A próxima questão que se coloca o cirurgião é a capacidade de bombeamento desse novo coração, ainda insuficiente. E a última, um dos cavalos de batalha da bioengenharia, é a diferenciação celular. “Como fazer com que as células tomem a posição correta na matriz? Sem dúvida, o processo requer uma grande precisão.” Criar um órgão completo é um trabalho muito mais complexo do que produzir enxertos bioartificiales a partir de um órgão. E, neste sentido, o gotejamento de novas terapias e estratégias surgidas da engenharia tecidual é fascinante.
A esperança ainda está viva
Em junho de 2008, Paolo Macchiarini, cirurgião do Hospital Clínico de Barcelona, realizou o primeiro transplante de traqueia com um enxerto obtido a partir de uma técnica semelhante ao de Taylor. A traquéia do cadáver se lavou e se repovoou com células mãe da doente que ele transplantou.

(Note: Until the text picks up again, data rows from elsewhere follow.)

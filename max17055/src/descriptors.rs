use device_descriptor::*;

device! {
    /// The Status register maintains all flags related to alert thresholds and
    /// battery insertion or removal.
    Status(u16 @ 0x00, default = 0x0002) {
        /// Power-On Reset. This bit is set to 1 when the device detects that
        /// a software or hardware POR event has occurred. This bit must be
        /// cleared by system software to detect the next POR event.
        por @ 1..2 => PowerOnReset {
            NoReset = 0,
            Reset = 1
        },
        /// Minimum Current Alert Threshold Exceeded.
        imn @ 2..3 => Bit {
            NotSet = 0,
            Set = 1
        },
        /// Battery Status. Useful when the IC is used in a host-side
        /// application. This bit is set to 0 when a battery is present in the
        /// system and set to 1 when the battery is absent.
        bst @ 3..4 => BatteryStatus {
            Present = 0,
            Absent = 1
        },
        /// State-of-Charge 1% Change Alert.
        dsoci @ 7..8 => Bit,
        /// Battery Insertion.
        bi @ 11..12 => Bit,
        /// Battery Removal.
        br @ 15..16 => Bit
    }

    /// Reported remaining capacity, filtered to remove abrupt jumps.
    RepCap(u16 @ 0x05) {
        capacity @ 0..16 => u16
    }

    /// Reported state-of-charge percentage output for use by the application.
    RepSOC(u16 @ 0x06) {
        percentage @ 0..16 => u16
    }

    /// Calculated percentage of battery wear, based on the ratio of learned
    /// full capacity to design capacity.
    Age(u16 @ 0x07) {
        percentage @ 0..16 => u16
    }

    /// Temperature used by the fuel gauge algorithm. Two's complement, 1/256
    /// degrees Celsius per LSB.
    Temp(u16 @ 0x08) {
        temperature @ 0..16 => u16
    }

    /// VCell reports the voltage measured between BATT and GND.
    VCell(u16 @ 0x09) {
        voltage @ 0..16 => u16
    }

    /// Current reports the voltage between the CSP and CSN pins. Two's
    /// complement, 1.5625uV/Rsense per LSB.
    Current(u16 @ 0x0A) {
        current @ 0..16 => u16
    }

    /// Average of the Current register readings, default filter period 5.625
    /// seconds.
    AvgCurrent(u16 @ 0x0B) {
        current @ 0..16 => u16
    }

    /// State-of-charge before any filtering or empty compensation is applied.
    MixSOC(u16 @ 0x0D) {
        percentage @ 0..16 => u16
    }

    /// Remaining capacity before any filtering or empty compensation is
    /// applied.
    MixCap(u16 @ 0x0F, default = 0x0000) {
        capacity @ 0..16 => u16
    }

    /// Full capacity that is reported to the application, compensated for the
    /// present conditions.
    FullCapRep(u16 @ 0x10, default = 0x0000) {
        capacity @ 0..16 => u16
    }

    /// Estimated time to empty under present temperature and load.
    TTE(u16 @ 0x11) {
        time @ 0..16 => u16
    }

    /// Total number of charge/discharge cycles that have occurred, in
    /// increments of 1% of a full cycle.
    Cycles(u16 @ 0x17, default = 0x0000) {
        cycles_percentage @ 0..16 => u16
    }

    /// Expected capacity of the cell. Used to determine when the learning
    /// cycle is complete.
    DesignCap(u16 @ 0x18, default = 0x0000) {
        capacity @ 0..16 => u16
    }

    /// Average of the VCell register readings.
    AvgVCell(u16 @ 0x19) {
        voltage @ 0..16 => u16
    }

    /// Maximum and minimum Current register readings since the last reset.
    /// One byte each, 0.40mV/Rsense per LSB, two's complement.
    MaxMinCurr(u16 @ 0x1C, default = 0x807F) {
        max_current @ 8..16 => u8,
        min_current @ 0..8 => u8
    }

    /// Charge termination current. When current falls below this threshold
    /// near full voltage, the cell is considered full.
    IChgTerm(u16 @ 0x1E, default = 0x0640) {
        current @ 0..16 => u16
    }

    /// Full discharge capacity of the cell as learned by the algorithm, not
    /// compensated for temperature or load.
    FullCapNom(u16 @ 0x23, default = 0x0000) {
        capacity @ 0..16 => u16
    }

    /// Sets the averaging periods for the mixing algorithm and the averaged
    /// readings.
    FilterCfg(u16 @ 0x29, default = 0xCEA4) {
        temp @ 11..14 => u8,
        mix @ 7..11 => u8,
        volt @ 4..7 => u8,
        curr @ 0..4 => u8
    }

    /// Sets the conditions for entering and exiting the relaxed state, in
    /// which open-circuit voltage learning takes place.
    RelaxCfg(u16 @ 0x2A, default = 0x2039) {
        load @ 9..16 => u8,
        dv @ 4..9 => u8,
        dt @ 0..4 => u8
    }

    /// Characterization information critical to computing the open-circuit
    /// voltage of a cell under loaded conditions. Learned by the algorithm.
    RComp0(u16 @ 0x38, default = 0x0000) {}

    /// Temperature compensation information for the RComp0 value. Learned by
    /// the algorithm.
    TempCo(u16 @ 0x39, default = 0x0000) {}

    /// Sets thresholds related to empty detection. VE is the empty voltage
    /// target during load (10mV per LSB), VR is the recovery voltage that
    /// clears empty detection (40mV per LSB).
    VEmpty(u16 @ 0x3A, default = 0xA561) {
        ve @ 7..16 => u16,
        vr @ 0..7 => u16
    }

    /// Flags of the fuel gauge algorithm state.
    FStat(u16 @ 0x3D) {
        /// Data Not Ready. Set to 1 at power-up while the first measurements
        /// are being made.
        dnr @ 0..1 => DataNotReady {
            Ready = 0,
            NotReady = 1
        },
        /// Full Qualified. Set when charge termination has been detected.
        fq @ 7..8 => Bit,
        /// Empty Detection.
        e_det @ 8..9 => Bit
    }

    /// Charge accumulated between relaxation points, on the capacity scale
    /// divided by 16.
    DQAcc(u16 @ 0x45, default = 0x0017) {
        capacity @ 0..16 => u16
    }

    /// Percentage of the cell charged between relaxation points, paired with
    /// DQAcc.
    DPAcc(u16 @ 0x46, default = 0x0190) {
        percentage @ 0..16 => u16
    }

    /// Commands the fuel gauge. Writing the soft wakeup code forces the IC
    /// out of hibernate while HibCfg is cleared.
    Command(u16 @ 0x60, default = 0x0000) {
        command @ 0..16 => CommandKind {
            Clear = 0x0000,
            SoftWakeup = 0x0090
        }
    }

    /// Controls hibernate mode entry and exit.
    HibCfg(u16 @ 0xBA, default = 0x870C) {
        /// When set, the IC may enter hibernate mode.
        en_hib @ 15..16 => Bit,
        hib_config @ 0..15 => u16
    }

    /// Configures state-of-charge hold behaviour near empty and full.
    SOCHold(u16 @ 0xD3, default = 0x0000) {
        /// Holds the reported state of charge at 99% until full is detected.
        hold_en_99pc @ 12..13 => Bit,
        empty_volt_hold @ 5..12 => u8,
        /// State of charge reported as 0% below this level, 0.5% per LSB.
        empty_soc_hold @ 0..5 => u8
    }

    /// Selects the battery model and triggers a model refresh.
    ModelCfg(u16 @ 0xDB, default = 0x0000) {
        /// Set to command the model to be refreshed. Cleared by the IC when
        /// the refresh is complete.
        refresh @ 15..16 => Bit,
        /// Set for cells with a charge voltage above 4.25V.
        v_chg @ 10..11 => VChg {
            _4_2V = 0,
            _4_4V = 1
        },
        model_id @ 4..8 => ModelId {
            /// Lithium cobalt oxide and most lithium variants. Suitable for
            /// the vast majority of cells.
            Generic = 0,
            /// Lithium NCR or NCA cells.
            NcrNca = 2,
            LiFePO4 = 6
        }
    }
}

Na Universidade de Wake Forest, outra equipe conseguiu recentemente tecido hepático funcional, com uma bioestructura semelhante ao fígado humano e com uma matriz preenchida com células-tronco deste órgão.
E os desafios não se esgotam. O próximo é o primeiro implante de membros inferiores. Será no Hospital La Fé de Valência pela equipe do cirurgião Pedro Cavadas. À espera do doador adequado, a operação está consolidando sua liderança no chamado G-4 da medicina regenerativa, juntamente com estados UNIDOS, Canadá e Reino Unido. Mas ainda está longe o dia em que vamos dar esse pulso à doença, ao menos isso parece indicar que vamos acompanhado.